Comissão aprova projeto antiaborto e da bolsa estupro

Deputados contrários apontam que proposta, que vai passar por análise da CCJ antes de seguir ao plenário, pode abrir o caminho para criminalizar todas as possibilidades de aborto no país

Com direito a plenário lotado e muito debate, a Comissão de Finanças e Tributação (CFT) da Câmara aprovou na manhã desta quarta-feira (5) a adequação financeira do Estatuto do Nascituro. O projeto cria a chamada “bolsa estupro”, auxílio financeiro pago pelo Estado para a mulher vítima de estupro que opte por não realizar o aborto, apesar da permissão legal para estes casos.
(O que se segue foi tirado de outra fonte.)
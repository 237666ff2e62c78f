//! Conversation entity - one record per unordered pair of participants

use chrono::{DateTime, Utc};
use serde::{Deserialize, Serialize};
use std::collections::HashMap;
use std::fmt;
use std::str::FromStr;

use crate::entities::{Message, MessageStatus, MessageType};
use crate::error::DomainError;
use crate::value_objects::{ConversationKey, Snowflake};

/// Only `Direct` is exercised; `Group` is kept so stored rows round-trip.
#[derive(Debug, Clone, Copy, PartialEq, Eq, Default, Serialize, Deserialize)]
#[serde(rename_all = "lowercase")]
pub enum ChatType {
    #[default]
    Direct,
    Group,
}

impl ChatType {
    pub fn as_str(&self) -> &'static str {
        match self {
            Self::Direct => "direct",
            Self::Group => "group",
        }
    }
}

impl FromStr for ChatType {
    type Err = DomainError;

    fn from_str(s: &str) -> Result<Self, Self::Err> {
        match s {
            "direct" => Ok(Self::Direct),
            "group" => Ok(Self::Group),
            other => Err(DomainError::validation(format!("unknown chat type: {other}"))),
        }
    }
}

impl fmt::Display for ChatType {
    fn fmt(&self, f: &mut fmt::Formatter<'_>) -> fmt::Result {
        f.write_str(self.as_str())
    }
}

/// Point-in-time snapshot of the latest message.
///
/// Not refreshed when that message is later edited, reacted to or deleted.
#[derive(Debug, Clone, PartialEq, Eq, Serialize, Deserialize)]
#[serde(rename_all = "camelCase")]
pub struct LastMessage {
    pub message_id: Snowflake,
    pub content: String,
    pub sender_id: Snowflake,
    pub timestamp: DateTime<Utc>,
    pub message_type: MessageType,
    pub status: MessageStatus,
}

impl From<&Message> for LastMessage {
    fn from(message: &Message) -> Self {
        Self {
            message_id: message.id,
            content: message.content.clone(),
            sender_id: message.sender_id,
            timestamp: message.created_at,
            message_type: message.message_type,
            status: message.status,
        }
    }
}

/// Conversation entity
#[derive(Debug, Clone, PartialEq, Eq)]
pub struct Conversation {
    pub id: Snowflake,
    pub key: ConversationKey,
    pub participants: Vec<Snowflake>,
    pub chat_type: ChatType,
    pub last_message: Option<LastMessage>,
    pub unread_counts: HashMap<Snowflake, i64>,
    pub muted: HashMap<Snowflake, bool>,
    pub pinned: HashMap<Snowflake, bool>,
    pub is_active: bool,
    pub started_at: DateTime<Utc>,
    pub last_activity: DateTime<Utc>,
}

impl Conversation {
    /// New, empty direct conversation for the pair encoded in `key`
    pub fn new_direct(id: Snowflake, key: ConversationKey, now: DateTime<Utc>) -> Self {
        let (a, b) = key.participants();
        Self {
            id,
            key,
            participants: vec![a, b],
            chat_type: ChatType::Direct,
            last_message: None,
            unread_counts: HashMap::new(),
            muted: HashMap::new(),
            pinned: HashMap::new(),
            is_active: true,
            started_at: now,
            last_activity: now,
        }
    }

    #[inline]
    pub fn is_participant(&self, user_id: Snowflake) -> bool {
        self.participants.contains(&user_id)
    }

    pub fn ensure_participant(&self, user_id: Snowflake) -> Result<(), DomainError> {
        if self.is_participant(user_id) {
            Ok(())
        } else {
            Err(DomainError::forbidden("not a participant of this conversation"))
        }
    }

    /// The other side of a direct conversation
    pub fn counterpart(&self, user_id: Snowflake) -> Option<Snowflake> {
        if !self.is_participant(user_id) {
            return None;
        }
        self.participants.iter().copied().find(|p| *p != user_id)
    }

    pub fn unread_for(&self, user_id: Snowflake) -> i64 {
        self.unread_counts.get(&user_id).copied().unwrap_or(0)
    }

    pub fn is_muted_for(&self, user_id: Snowflake) -> bool {
        self.muted.get(&user_id).copied().unwrap_or(false)
    }

    pub fn is_pinned_for(&self, user_id: Snowflake) -> bool {
        self.pinned.get(&user_id).copied().unwrap_or(false)
    }

    pub fn record_message(&mut self, snapshot: LastMessage, now: DateTime<Utc>) {
        self.last_message = Some(snapshot);
        self.last_activity = now;
        self.is_active = true;
    }

    /// Returns the new counter value
    pub fn increment_unread(&mut self, user_id: Snowflake) -> i64 {
        let count = self.unread_counts.entry(user_id).or_insert(0);
        *count += 1;
        *count
    }

    pub fn reset_unread(&mut self, user_id: Snowflake) {
        self.unread_counts.insert(user_id, 0);
    }

    /// Returns the new flag value
    pub fn toggle_mute(&mut self, user_id: Snowflake) -> bool {
        Self::flip(&mut self.muted, user_id)
    }

    /// Returns the new flag value
    pub fn toggle_pin(&mut self, user_id: Snowflake) -> bool {
        Self::flip(&mut self.pinned, user_id)
    }

    fn flip(flags: &mut HashMap<Snowflake, bool>, user_id: Snowflake) -> bool {
        let flag = flags.entry(user_id).or_insert(false);
        *flag = !*flag;
        *flag
    }
}

#[cfg(test)]
mod tests {
    use super::*;

    fn conversation() -> Conversation {
        let key = ConversationKey::resolve(Snowflake::new(10), Snowflake::new(20));
        Conversation::new_direct(Snowflake::new(1), key, Utc::now())
    }

    #[test]
    fn test_new_direct_has_both_participants() {
        let conv = conversation();
        assert!(conv.is_participant(Snowflake::new(10)));
        assert!(conv.is_participant(Snowflake::new(20)));
        assert!(conv.last_message.is_none());
        assert_eq!(conv.unread_for(Snowflake::new(10)), 0);
    }

    #[test]
    fn test_counterpart() {
        let conv = conversation();
        assert_eq!(conv.counterpart(Snowflake::new(10)), Some(Snowflake::new(20)));
        assert_eq!(conv.counterpart(Snowflake::new(99)), None);
    }

    #[test]
    fn test_unread_is_per_participant() {
        let mut conv = conversation();
        let (a, b) = (Snowflake::new(10), Snowflake::new(20));

        assert_eq!(conv.increment_unread(b), 1);
        assert_eq!(conv.increment_unread(b), 2);
        assert_eq!(conv.unread_for(a), 0);

        conv.reset_unread(b);
        assert_eq!(conv.unread_for(b), 0);
    }

    #[test]
    fn test_toggles_flip_independently() {
        let mut conv = conversation();
        let (a, b) = (Snowflake::new(10), Snowflake::new(20));

        assert!(conv.toggle_mute(a));
        assert!(!conv.is_muted_for(b));
        assert!(!conv.toggle_mute(a));

        assert!(conv.toggle_pin(b));
        assert!(conv.is_pinned_for(b));
        assert!(!conv.is_pinned_for(a));
    }

    #[test]
    fn test_ensure_participant() {
        let conv = conversation();
        assert!(conv.ensure_participant(Snowflake::new(10)).is_ok());
        assert!(conv
            .ensure_participant(Snowflake::new(30))
            .unwrap_err()
            .is_authorization());
    }
}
A aprovação ocorreu no mesmo dia em que evangélicos prometem colocar 100 mil pessoas em uma manifestação em frente ao Congresso.

O PT até que tentou derrubar o substitutivo apresentado pelo líder do PMDB, Eduardo Cunha (RJ). Contudo, o texto elaborado pelo parlamentar fluminense, que adia os efeitos financeiros do benefício para o primeiro dia do ano seguinte ao da publicação da lei, passou pela CFT e será agora analisado pela Comissão de Constituição e Justiça (CCJ). A matéria já tinha sido aprovada na Comissão de Seguridade Social e Família.

“O projeto cria despesa sem nenhum tipo de previsão, nem impacto orçamentário. É um retrocesso na legislação! O projeto está comprando o silêncio de meninas, o sofrimento de vítimas de um crime hediondo”, disparou a deputada Érika Kokay (PT-DF). Para o deputado Cláudio Puty (PT-PA), a proposta abre margem para que depois o aborto seja totalmente criminalizado no país. O petista ainda classificou como “crueldade” a possibilidade de, segundo ele, obrigar a vítima de estupro a ter um contato, mesmo que indireto, com o agressor por toda a vida. “Isso vai acabar gerando uma série de ações judiciais de pais querendo ter direito a visita”, avaliou.

A proposta estabelece que a vida começa na concepção, o chamado “nascituro”. Chega inclusive a incluir neste rol os concebidos in vitro, mesmo antes da transferência para o útero da mulher. Isso, na prática, pode resultar na criminalização do aborto no país, acabando com as possibilidades já previstas em lei: estupro e em caso de risco de vida para a mãe.

Por sua vez, Eduardo Cunha destacou que a proposta garante um direito mínimo de subsistência para a vítima de estupro que não queira abortar e criticou os que querem forçar os que se enquadram nas possibilidades legais a realizar o aborto. “Quem é a favor do aborto vota contra o meu substitutivo. Quem é contra o aborto, vota a favor do meu substitutivo”, provocou.

Autor do projeto e presente à votação, o ex-deputado Luiz Bassuma (PV-BA, ex-PT), afirmou que a proposta defende a saúde da mulher e as crianças brasileiras. “Todas as mulheres que passam por aborto sofrem consequências, nem que seja a psicológica”, afirmou. Bassuma se filiou ao PV após quase ser expulso do PT por se posicionar contra o aborto.